La novela como ensayo o novela ideológica, parece surgir, sobre todo, como una consecuencia de la crisis de la relación entre el narrador y la realidad. El novelista del siglo pasado creía estar describiendo una realidad objetiva, aun cuando la deformaba o la trasfiguraba; las deformaciones y las trasfiguraciones eran atribuidas a simples diferencias de "estilo”, o sea de técnica verbal. El realismo del novelista del siglo diecinueve era por lo tanto, en cierto modo, científico, no solamente porque pedía a menudo prestados a las ciencias naturales sus esquemas y su terminología, sino también porque se colocaba frente a la realidad en una actitud de estudio, de investigación, de examen. ¡Cuántas libretas de apuntes, observaciones exactas, búsquedas de archivo y de biblioteca, encontramos detrás de las obras de Balzac, de Flaubert, de Zola!

La tercera persona en que están narradas las novelas del siglo pasado, se asemeja muy a menudo a la que se usa en los libros de historia natural para describir las costumbres y los caracteres de los mamíferos, de los reptiles, de los insectos.

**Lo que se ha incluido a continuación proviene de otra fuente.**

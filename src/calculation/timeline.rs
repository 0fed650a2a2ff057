//! Timeline building logic.
//!
//! This module expands an inclusive date range into one [`DayInfo`] per
//! calendar day, applying holiday/weekend defaults and user-record
//! overrides. The sandwich rule is applied as a second pass by
//! [`calculate_attendance`].

use chrono::NaiveDate;
use rust_decimal::Decimal;

use crate::config::HolidayCalendar;
use crate::models::{DayInfo, DayStatus, RecordStatus, UserRecord};

use super::sandwich::apply_sandwich_rule;
use super::weekend::is_weekend_off;

/// Builds the raw per-day timeline for an inclusive date range.
///
/// Produces one [`DayInfo`] per calendar day in `[start, end]`, ordered
/// chronologically with no gaps and no duplicates. An `end` before `start`
/// yields an empty vector, not an error.
///
/// Per day:
/// - the day is a holiday iff its date matches a calendar entry;
/// - the day is a weekend iff it is a Sunday or a 2nd/4th Saturday;
/// - the default status is `OFF` for holidays/weekends, `PRESENT` otherwise;
/// - a matching [`UserRecord`] overrides the default regardless of the
///   holiday/weekend flags (an explicit `PRESENT` record clears an `OFF`
///   default, letting a user mark a holiday as worked);
/// - `holiday_name` and `original_status` are recorded unconditionally, so
///   a day can be simultaneously a holiday and a leave day.
///
/// Records need not be sorted or deduplicated; when the one-record-per-date
/// invariant is violated the first match wins.
///
/// # Example
///
/// ```
/// use attendance_engine::calculation::build_timeline;
/// use attendance_engine::config::{CalendarMetadata, HolidayCalendar};
/// use chrono::NaiveDate;
///
/// let calendar = HolidayCalendar::new(
///     CalendarMetadata {
///         name: "Empty".to_string(),
///         year: 2026,
///         region: "national".to_string(),
///     },
///     vec![],
/// );
///
/// let start = NaiveDate::from_ymd_opt(2026, 1, 12).unwrap();
/// let end = NaiveDate::from_ymd_opt(2026, 1, 16).unwrap();
/// let timeline = build_timeline(start, end, &[], &calendar);
/// assert_eq!(timeline.len(), 5);
/// ```
pub fn build_timeline(
    start: NaiveDate,
    end: NaiveDate,
    records: &[UserRecord],
    calendar: &HolidayCalendar,
) -> Vec<DayInfo> {
    start
        .iter_days()
        .take_while(|day| *day <= end)
        .map(|day| build_day(day, records, calendar))
        .collect()
}

/// Classifies a single calendar day.
fn build_day(day: NaiveDate, records: &[UserRecord], calendar: &HolidayCalendar) -> DayInfo {
    let holiday = calendar.holiday_on(day);
    let weekend = is_weekend_off(day);
    let is_off = holiday.is_some() || weekend;

    let record = records.iter().find(|r| r.date == day);

    let mut status = if is_off {
        DayStatus::Off
    } else {
        DayStatus::Present
    };
    let mut leave_amount = Decimal::ZERO;

    if let Some(record) = record {
        match record.status {
            RecordStatus::LeaveFull => {
                status = DayStatus::LeaveFull;
                leave_amount = Decimal::ONE;
            }
            RecordStatus::LeaveHalfMorning | RecordStatus::LeaveHalfAfternoon => {
                status = DayStatus::LeaveHalf;
                leave_amount = Decimal::new(5, 1);
            }
            RecordStatus::Present => {
                status = DayStatus::Present;
                leave_amount = Decimal::ZERO;
            }
        }
    }

    DayInfo {
        date: day,
        status,
        is_weekend: weekend,
        is_holiday: holiday.is_some(),
        is_sandwich: false,
        leave_amount,
        holiday_name: holiday.map(|h| h.name.clone()),
        original_status: record.map(|r| r.status),
    }
}

/// Computes the full attendance timeline for a date range.
///
/// Composes [`build_timeline`] with the sandwich rule pass: contiguous runs
/// of `OFF` days bordered on both sides by leave are promoted to
/// `SANDWICH_LEAVE`. This is the engine's primary entry point; the result
/// feeds [`calculate_stats`].
///
/// [`calculate_stats`]: crate::calculation::calculate_stats
pub fn calculate_attendance(
    start: NaiveDate,
    end: NaiveDate,
    records: &[UserRecord],
    calendar: &HolidayCalendar,
) -> Vec<DayInfo> {
    let mut timeline = build_timeline(start, end, records, calendar);
    apply_sandwich_rule(&mut timeline);
    timeline
}
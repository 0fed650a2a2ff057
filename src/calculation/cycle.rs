//! Status cycling logic.
//!
//! When a user clicks a day, the UI cycles its record through a fixed
//! sequence. This module models that transition as an explicit function of
//! the day's raw record status and computed status, decoupled from any
//! rendering concern.

use crate::models::{DayStatus, RecordStatus};

/// The record mutation a status cycle produces.
#[derive(Debug, Clone, Copy, PartialEq, Eq)]
pub enum RecordAction {
    /// Upsert a record with the given status for the day.
    Set(RecordStatus),
    /// Delete the day's record, returning it to its computed default.
    Clear,
}

/// Returns the next record action for a clicked day.
///
/// The existing record drives the cycle when present:
/// `LEAVE_FULL` → `LEAVE_HALF_MORNING` → `LEAVE_HALF_AFTERNOON` → cleared,
/// and an explicit `PRESENT` record cycles back to `LEAVE_FULL`. Without a
/// record, the computed status decides: an `OFF` or `SANDWICH_LEAVE` day is
/// overridden to `PRESENT`, any other day starts a leave cycle with
/// `LEAVE_FULL`.
///
/// # Example
///
/// ```
/// use attendance_engine::calculation::{next_record_action, RecordAction};
/// use attendance_engine::models::{DayStatus, RecordStatus};
///
/// // Clicking an untouched working day starts a full leave
/// assert_eq!(
///     next_record_action(None, DayStatus::Present),
///     RecordAction::Set(RecordStatus::LeaveFull)
/// );
///
/// // A third click on the same day clears the record
/// assert_eq!(
///     next_record_action(Some(RecordStatus::LeaveHalfAfternoon), DayStatus::LeaveHalf),
///     RecordAction::Clear
/// );
/// ```
pub fn next_record_action(
    original: Option<RecordStatus>,
    computed: DayStatus,
) -> RecordAction {
    match original {
        Some(RecordStatus::LeaveFull) => RecordAction::Set(RecordStatus::LeaveHalfMorning),
        Some(RecordStatus::LeaveHalfMorning) => {
            RecordAction::Set(RecordStatus::LeaveHalfAfternoon)
        }
        Some(RecordStatus::LeaveHalfAfternoon) => RecordAction::Clear,
        Some(RecordStatus::Present) => RecordAction::Set(RecordStatus::LeaveFull),
        None => match computed {
            DayStatus::Off | DayStatus::SandwichLeave => {
                RecordAction::Set(RecordStatus::Present)
            }
            _ => RecordAction::Set(RecordStatus::LeaveFull),
        },
    }
}

#[cfg(test)]
mod tests {
    use super::*;

    #[test]
    fn test_leave_cycle_progression() {
        assert_eq!(
            next_record_action(Some(RecordStatus::LeaveFull), DayStatus::LeaveFull),
            RecordAction::Set(RecordStatus::LeaveHalfMorning)
        );
        assert_eq!(
            next_record_action(Some(RecordStatus::LeaveHalfMorning), DayStatus::LeaveHalf),
            RecordAction::Set(RecordStatus::LeaveHalfAfternoon)
        );
        assert_eq!(
            next_record_action(Some(RecordStatus::LeaveHalfAfternoon), DayStatus::LeaveHalf),
            RecordAction::Clear
        );
    }

    #[test]
    fn test_explicit_present_cycles_to_full_leave() {
        assert_eq!(
            next_record_action(Some(RecordStatus::Present), DayStatus::Present),
            RecordAction::Set(RecordStatus::LeaveFull)
        );
    }

    #[test]
    fn test_untouched_off_day_is_overridden_to_present() {
        assert_eq!(
            next_record_action(None, DayStatus::Off),
            RecordAction::Set(RecordStatus::Present)
        );
        assert_eq!(
            next_record_action(None, DayStatus::SandwichLeave),
            RecordAction::Set(RecordStatus::Present)
        );
    }

    #[test]
    fn test_untouched_working_day_starts_leave_cycle() {
        assert_eq!(
            next_record_action(None, DayStatus::Present),
            RecordAction::Set(RecordStatus::LeaveFull)
        );
    }

    #[test]
    fn test_record_takes_precedence_over_computed_status() {
        // A half-morning record on a day the sandwich rule would otherwise
        // cover still advances the cycle, because the record exists.
        assert_eq!(
            next_record_action(Some(RecordStatus::LeaveHalfMorning), DayStatus::Off),
            RecordAction::Set(RecordStatus::LeaveHalfAfternoon)
        );
    }

    #[test]
    fn test_four_clicks_return_to_cleared() {
        // PRESENT computed, no record: four clicks walk the full cycle
        let mut original = None;
        let mut clicks = Vec::new();
        for _ in 0..4 {
            let action = next_record_action(original, DayStatus::Present);
            clicks.push(action);
            original = match action {
                RecordAction::Set(status) => Some(status),
                RecordAction::Clear => None,
            };
        }

        assert_eq!(
            clicks,
            vec![
                RecordAction::Set(RecordStatus::LeaveFull),
                RecordAction::Set(RecordStatus::LeaveHalfMorning),
                RecordAction::Set(RecordStatus::LeaveHalfAfternoon),
                RecordAction::Clear,
            ]
        );
        assert_eq!(original, None);
    }
}
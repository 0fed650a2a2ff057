//! Response types for the attendance engine API.
//!
//! This module defines the error response structures and error handling
//! for the HTTP API.

use axum::{
    Json,
    http::StatusCode,
    response::{IntoResponse, Response},
};
use chrono::NaiveDate;
use serde::{Deserialize, Serialize};

use crate::error::EngineError;
use crate::models::RecordStatus;

/// Response body for `POST /records`.
///
/// After an upsert, `status` echoes the saved status; after a delete it is
/// `null`.
#[derive(Debug, Clone, Serialize, Deserialize)]
pub struct SaveRecordResponse {
    /// The date the mutation applied to.
    pub date: NaiveDate,
    /// The stored status, or `null` when the record was deleted.
    pub status: Option<RecordStatus>,
}

/// API error response structure.
#[derive(Debug, Clone, Serialize, Deserialize)]
pub struct ApiError {
    /// Error code for programmatic handling.
    pub code: String,
    /// Human-readable error message.
    pub message: String,
    /// Optional details about the error.
    #[serde(skip_serializing_if = "Option::is_none")]
    pub details: Option<String>,
}

impl ApiError {
    /// Creates a new API error.
    pub fn new(code: impl Into<String>, message: impl Into<String>) -> Self {
        Self {
            code: code.into(),
            message: message.into(),
            details: None,
        }
    }

    /// Creates a new API error with details.
    pub fn with_details(
        code: impl Into<String>,
        message: impl Into<String>,
        details: impl Into<String>,
    ) -> Self {
        Self {
            code: code.into(),
            message: message.into(),
            details: Some(details.into()),
        }
    }

    /// Creates a malformed JSON error response.
    pub fn malformed_json(message: impl Into<String>) -> Self {
        Self::new("MALFORMED_JSON", message)
    }
}

/// API error with HTTP status code.
pub struct ApiErrorResponse {
    /// The HTTP status code.
    pub status: StatusCode,
    /// The error body.
    pub error: ApiError,
}

impl IntoResponse for ApiErrorResponse {
    fn into_response(self) -> Response {
        (self.status, Json(self.error)).into_response()
    }
}

impl From<EngineError> for ApiErrorResponse {
    fn from(error: EngineError) -> Self {
        match error {
            EngineError::CalendarNotFound { path } => ApiErrorResponse {
                status: StatusCode::INTERNAL_SERVER_ERROR,
                error: ApiError::with_details(
                    "CONFIG_ERROR",
                    "Configuration error",
                    format!("Holiday calendar not found: {}", path),
                ),
            },
            EngineError::CalendarParse { path, message } => ApiErrorResponse {
                status: StatusCode::INTERNAL_SERVER_ERROR,
                error: ApiError::with_details(
                    "CONFIG_ERROR",
                    "Configuration parse error",
                    format!("Failed to parse {}: {}", path, message),
                ),
            },
            EngineError::StorageIo { path, message } => ApiErrorResponse {
                status: StatusCode::INTERNAL_SERVER_ERROR,
                error: ApiError::with_details(
                    "STORAGE_ERROR",
                    "Record store error",
                    format!("I/O error at {}: {}", path, message),
                ),
            },
            EngineError::RecordParse { path, message } => ApiErrorResponse {
                status: StatusCode::INTERNAL_SERVER_ERROR,
                error: ApiError::with_details(
                    "STORAGE_ERROR",
                    "Persisted records are malformed",
                    format!("Failed to parse {}: {}", path, message),
                ),
            },
        }
    }
}
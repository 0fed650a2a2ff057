//! Holiday calendar configuration for the attendance engine.
//!
//! The holiday list is injected, immutable reference data: the core never
//! reads it from a global. Calendars are loaded from YAML files via
//! [`CalendarLoader`] or built directly with [`HolidayCalendar::new`].

mod loader;
mod types;

pub use loader::CalendarLoader;
pub use types::{CalendarFile, CalendarMetadata, HolidayCalendar};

Es una tercera persona objetivizada en grado sumo, mediante minuciosas reconstrucciones de los ambientes que la determinan y de las leyes que la condicionan; y parece dar por sentada la existencia de situaciones sociales y psicológicas siempre iguales y siempre recurrentes. Esa fe en la inmutabilidad y estabilidad de la realidad se deducía en parte de la aparente inmutabilidad y estabilidad de la sociedad europea durante el siglo en cuestión; los mismos cambios y trasformaciones que el novelista no podía dejar de notar en dicha sociedad, no se excedían de sus límites, eran comparables a los cambios y a las trasformaciones que tienen lugar en la naturaleza misma, también ella siempre estable e inmutable. El derrumbe de esta concepción se produjo en dos direcciones, una formal y otra sustancial. Por un lado, el "estilo” reveló ser, poco a poco, algo más que el conjunto de las técnicas verbales; algo, en fin, que podía ser considerado realidad; aun más, era la única realidad posible, ya que la llamada realidad objetiva variaba a medida que variaba el "estilo”; por otra parte, los acontecimientos políticos, guerreros y sociales acaecidos entre 1870 y 1914, introducían en el mundo social, que hasta ese momento había parecido tan estable y tan inmutable, un movimiento violento de disgregación y de disolución.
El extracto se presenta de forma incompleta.